Since January 2022, Oscar Trigo has taken charge of the Portuguese national wheelchair basketball team. With this team, he competed in the C-level European Championship, guiding them to a 2nd place in the championship and achieving promotion to a higher category.

=== Club ===
The first club side Trigo coached was FCBarcelona-Guttmann in the top level of Spanish club wheelchair basketball.
He has also coached the Catalan representative team. From September 2012 to July 2015, he coached the CE San Nicolau team in Sabadell, in the Spanish Basketball League. Upon joining the team, he planned to start a team from scratch with the aim of developing players and progressing the team from lower to upper division in Spanish club wheelchair basketball. This project continued, creating a wheelchair basketball club, CE Global Basket, which he directed from the 2015 season to the 2019 season, leading the team to the second-best national league and guiding young talents to the highest competitive level.
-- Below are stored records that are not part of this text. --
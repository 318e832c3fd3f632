//! Ordered pre-execution gates (§4.6 G1-G5). G6, the optimistic
//! approved→executing transition, is performed by [`crate::execute_approved`]
//! itself since it is the one gate that mutates state.

use slb_classifier::PatternEngine;
use slb_common::{EngineError, RequestId, RiskTier, SessionId};
use slb_normalizer::normalize;
use slb_requests::command_hash;
use slb_store::{
    model::{Request, RequestStatus},
    Repository,
};

/// Run gates G1-G5 against the stored request and session, returning the
/// validated request on success.
pub async fn check_gates(
    repo: &dyn Repository,
    classifier: &PatternEngine,
    request_id: RequestId,
    session_id: SessionId,
) -> Result<Request, EngineError> {
    // G1: request and session exist.
    let request = repo.get_request(request_id).await.map_err(other)?.ok_or(EngineError::RequestNotFound)?;
    let session = repo.get_session(session_id).await.map_err(other)?.ok_or(EngineError::SessionNotFound)?;
    if !session.is_active() {
        return Err(EngineError::SessionInactive);
    }

    // G2: status must be approved; already-executing/executed are distinct
    // errors from the generic not-approved case.
    match request.status {
        RequestStatus::Executing => return Err(EngineError::AlreadyExecuting),
        RequestStatus::Executed | RequestStatus::ExecutionFailed => return Err(EngineError::AlreadyExecuted),
        RequestStatus::Approved => {},
        _ => return Err(EngineError::RequestNotApproved),
    }

    // G3: approval window still open.
    let expires = request.approval_expires_at.ok_or(EngineError::ApprovalExpired)?;
    if expires < chrono::Utc::now() {
        return Err(EngineError::ApprovalExpired);
    }

    // G4: command has not changed since approval.
    let recomputed = command_hash(&request.command.raw, request.command.argv.as_deref(), &request.command.cwd, request.command.shell);
    if recomputed != request.command.hash {
        return Err(EngineError::HashMismatch);
    }

    // G5: re-classification must not exceed the approved tier.
    let normalized = normalize(&request.command.raw, Some(&request.command.cwd));
    let classification = slb_classifier::classify(classifier, &normalized);
    if tier_rank(classification.tier) > tier_rank(request.risk_tier) {
        return Err(EngineError::TierEscalated);
    }

    Ok(request)
}

fn tier_rank(tier: RiskTier) -> u8 {
    match tier {
        RiskTier::Safe => 0,
        RiskTier::Caution => 1,
        RiskTier::Dangerous => 2,
        RiskTier::Critical => 3,
    }
}

fn other(err: slb_common::Error) -> EngineError {
    EngineError::Other(err.to_string())
}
One of his proteges was Oscar Onrubia, a current professional player in the national league. After the Tokyo Olympics, Trigo returned to coach the FC Barcelona-Unessantfeliu wheelchair basketball team. In two seasons, the team played at the highest level of the second national league, contending for promotion in both seasons. However, bureaucratic relegation forced Trigo to leave the team's bench in July 2023."